Di Makassar, pihak keuskupan ternyata telah membeli sebidang tanah yang merupakan kebun bunga dan buah-buahan milik keluarga Santiago, dengan rumah batu di tengah dan salah satu sudutnya. Supaya tempat ini sungguh-sungguh layak sebagai rumah pendidikan calon imam, diusahakan pula perbaikan dan pembangunan sarana pendukung. Salah satu gedung yang dibangun adalah kapel yang bahan bakunya menggunakan bahan bekas asrama Rumah Sakit Stella Maris. Tanggal 25 Juni 1953 para seminaris pindahan dari Makale mulai mendiami seminari baru ini. Pada 6 Juli 1953, mulailah pelajaran di seminari. Pada 9 September 1953, bertepatan dengan peringatan St. Petrus Claver, seminari ini diresmikan dengan nama Seminari Menengah St. Petrus Claver.
Secara manusiawi, 80 tahun adalah umur yang panjang dan kaya, hasil dari jatuh-bangunnya, gagal-suksesnya, perjuangan, pertempuran, semacam mors et vita duello conflixere mirando, duel antar kekuatan kehidupan/rahmat dan kekuatan kematian/dosa-kelemahan manusia, dan dimenangkan secara mulia oleh kekuatan kehidupan. Kekuatan kehidupan yang menang itu nampak dalam berkat imamat yang tak pernah kering menyuburkan iman umat di wilayah Keuskupan Agung Makassar bahkan seantero jagat, belum terhitung lagi kaum awam yang bermutu, terserap di seluruh lapisan sosial masyarakat kita.

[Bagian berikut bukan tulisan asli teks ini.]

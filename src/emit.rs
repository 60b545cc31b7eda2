//! The emitter (spec §4.10): walks a validated `SlideDescription` in
//! extraction order and drives a [`Slide`] through it. The only
//! transformation left at this stage is the single-line text width
//! calibration (spec Open Questions) — units, rotation, and colour were
//! all resolved during extraction.

use std::path::Path;

use crate::builder::{ShapeType, Slide};
use crate::constants::SINGLE_LINE_WIDTH_EXPANSION;
use crate::errors::Result;
use crate::model::{Align, Background, ElementRecord, Position, SlideDescription, TextContent, TextElement};
use crate::units::pt_to_in;

pub fn emit<S: Slide>(slide: &mut S, description: &SlideDescription) -> Result<()> {
    emit_background(slide, &description.background)?;

    for element in &description.elements {
        emit_element(slide, element)?;
    }

    for placeholder in &description.placeholders {
        let position = Position { x: placeholder.x, y: placeholder.y, w: placeholder.w, h: placeholder.h };
        slide.add_placeholder(&placeholder.id, position)?;
    }

    Ok(())
}

fn emit_background<S: Slide>(slide: &mut S, background: &Background) -> Result<()> {
    match background {
        Background::Color { value } => slide.set_background_color(value),
        Background::Image { path } => slide.set_background_image(path),
        // Always rasterized to Color or Image before emission (invariant 2);
        // reaching here is a caller bug, not a translation-time condition.
        Background::Css { .. } | Background::Gradient { .. } => {
            unreachable!("background must be rasterized before emission")
        }
    }
}

fn emit_element<S: Slide>(slide: &mut S, element: &ElementRecord) -> Result<()> {
    match element {
        ElementRecord::Image(img) => slide.add_image(img.position, Path::new(&img.src)),
        ElementRecord::Shape(shape) => {
            slide.add_shape(shape.position, shape_type_for(shape.shape.rect_radius_inches), &shape.shape)
        }
        ElementRecord::Line(line) => slide.add_line(line.x1, line.y1, line.x2, line.y2, line.width_pt, &line.color),
        ElementRecord::Table(table) => slide.add_table(table),
        ElementRecord::List(list) => slide.add_list(list),
        ElementRecord::Text(text) => emit_text(slide, text),
        ElementRecord::Svg(_) | ElementRecord::BgImage(_) | ElementRecord::Gradient(_) => {
            unreachable!("rasterization always replaces intermediate records before emission")
        }
    }
}

fn shape_type_for(rect_radius_inches: f64) -> ShapeType {
    if rect_radius_inches > 0.0 {
        ShapeType::RoundRect
    } else {
        ShapeType::Rect
    }
}

/// Single-line text boxes get their width expanded by a fixed calibration
/// factor to compensate for the downstream renderer systematically
/// underestimating how wide a line of text needs to be.
fn emit_text<S: Slide>(slide: &mut S, text: &TextElement) -> Result<()> {
    if !is_single_line(text) {
        return slide.add_text(text);
    }
    let delta = text.position.w * SINGLE_LINE_WIDTH_EXPANSION;
    let (dx, dw) = match text.style.align {
        Align::Left | Align::Justify => (0.0, delta),
        Align::Right => (-delta, delta),
        Align::Center => (-delta / 2.0, delta),
    };
    let expanded = TextElement {
        position: Position { x: text.position.x + dx, w: text.position.w + dw, ..text.position },
        ..text.clone()
    };
    slide.add_text(&expanded)
}

/// spec §4.4: `h ≤ 1.5 · max(lineSpacing, fontSize·1.2)`. `lineSpacing` and
/// `fontSize` are in points, `position.h` in inches.
fn is_single_line(text: &TextElement) -> bool {
    let line_spacing = text.style.line_spacing.unwrap_or(0.0);
    let metric_pt = line_spacing.max(text.style.font_size * 1.2);
    text.position.h <= 1.5 * pt_to_in(metric_pt)
}

#[cfg(test)]
mod tests {
    use super::*;
    use crate::model::{ListElement, ShapeStyle, TableElement, TextStyle, TextTag};
    use std::cell::RefCell;

    #[derive(Default)]
    struct RecordingSlide {
        log: RefCell<Vec<String>>,
    }

    impl Slide for RecordingSlide {
        fn set_background_color(&mut self, hex: &str) -> Result<()> {
            self.log.borrow_mut().push(format!("background_color:{hex}"));
            Ok(())
        }
        fn set_background_image(&mut self, path: &Path) -> Result<()> {
            self.log.borrow_mut().push(format!("background_image:{}", path.display()));
            Ok(())
        }
        fn add_image(&mut self, _position: Position, path: &Path) -> Result<()> {
            self.log.borrow_mut().push(format!("image:{}", path.display()));
            Ok(())
        }
        fn add_shape(&mut self, _position: Position, shape_type: ShapeType, _style: &ShapeStyle) -> Result<()> {
            self.log.borrow_mut().push(format!("shape:{shape_type:?}"));
            Ok(())
        }
        fn add_line(&mut self, _x1: f64, _y1: f64, _x2: f64, _y2: f64, _width_pt: f64, color: &str) -> Result<()> {
            self.log.borrow_mut().push(format!("line:{color}"));
            Ok(())
        }
        fn add_text(&mut self, text: &TextElement) -> Result<()> {
            self.log.borrow_mut().push(format!("text:{:.3},{:.3}", text.position.x, text.position.w));
            Ok(())
        }
        fn add_table(&mut self, _table: &TableElement) -> Result<()> {
            self.log.borrow_mut().push("table".into());
            Ok(())
        }
        fn add_list(&mut self, _list: &ListElement) -> Result<()> {
            self.log.borrow_mut().push("list".into());
            Ok(())
        }
        fn add_placeholder(&mut self, id: &str, _position: Position) -> Result<()> {
            self.log.borrow_mut().push(format!("placeholder:{id}"));
            Ok(())
        }
    }

    /// `font_size: 12pt`, no explicit `lineSpacing`, gives a single-line
    /// threshold of `1.5 * 12 * 1.2 = 21.6pt = 0.3in`.
    fn sample_text(w: f64, h: f64) -> TextElement {
        TextElement {
            tag: TextTag::P,
            text: TextContent::Plain("hello".into()),
            position: Position { x: 0.0, y: 0.0, w, h },
            style: TextStyle { font_size: 12.0, ..TextStyle::default() },
        }
    }

    #[test]
    fn single_line_text_gets_width_expanded_left_aligned() {
        let mut slide = RecordingSlide::default();
        emit_text(&mut slide, &sample_text(10.0, 0.2)).unwrap();
        assert_eq!(slide.log.borrow()[0], "text:0.000,10.200");
    }

    #[test]
    fn single_line_right_aligned_extends_left() {
        let mut text = sample_text(10.0, 0.2);
        text.style.align = Align::Right;
        let mut slide = RecordingSlide::default();
        emit_text(&mut slide, &text).unwrap();
        assert_eq!(slide.log.borrow()[0], "text:-0.200,10.200");
    }

    #[test]
    fn single_line_centered_extends_both_ways() {
        let mut text = sample_text(10.0, 0.2);
        text.style.align = Align::Center;
        let mut slide = RecordingSlide::default();
        emit_text(&mut slide, &text).unwrap();
        assert_eq!(slide.log.borrow()[0], "text:-0.100,10.200");
    }

    #[test]
    fn tall_box_with_no_break_marker_is_still_multi_line() {
        let text = sample_text(10.0, 1.0);
        let mut slide = RecordingSlide::default();
        emit_text(&mut slide, &text).unwrap();
        assert_eq!(slide.log.borrow()[0], "text:0.000,10.000");
    }

    #[test]
    fn emit_visits_elements_then_placeholders_in_order() {
        use crate::model::{ImageElement, Placeholder};

        let mut description = SlideDescription::new(Background::Color { value: "FFFFFF".into() });
        description.elements.push(ElementRecord::Image(ImageElement {
            src: "a.png".into(),
            position: Position { x: 0.0, y: 0.0, w: 1.0, h: 1.0 },
            style: None,
        }));
        description.placeholders.push(Placeholder { id: "chart1".into(), x: 0.0, y: 0.0, w: 1.0, h: 1.0 });

        let mut slide = RecordingSlide::default();
        emit(&mut slide, &description).unwrap();

        assert_eq!(
            *slide.log.borrow(),
            vec!["background_color:FFFFFF".to_string(), "image:a.png".to_string(), "placeholder:chart1".to_string()]
        );
    }
}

Sejarah panjang itu turut membentuk identitas institusi ini. Identitas adalah suatu kondisi yang tetap dalam perkembangan waktu dan menjadi milik tetap individu/institusi tertentu. Identitas menurut Erikson menjadi matang lewat krisis-krisis kehidupan dari tahap-tahap kehidupan yang panjang. Menjadi kepribadian. Menjadi the condition of being the same dalam rentang waktu menuju masa depan. Menjadi the character of persisting essentially unchanged. Identitas personal/institusional menurut Laurence D. Ackerman (Identity is Destiny, Gramedia, 2004: 90) bersifat tetap melampaui waktu dan tempat namun manifestasinya berubah sesuai zamannya. Menurutnya, identitas terdiri atas unsur-unsur antara lain: hukum kehidupan, hukum individualitas, dan hukum ketetapan.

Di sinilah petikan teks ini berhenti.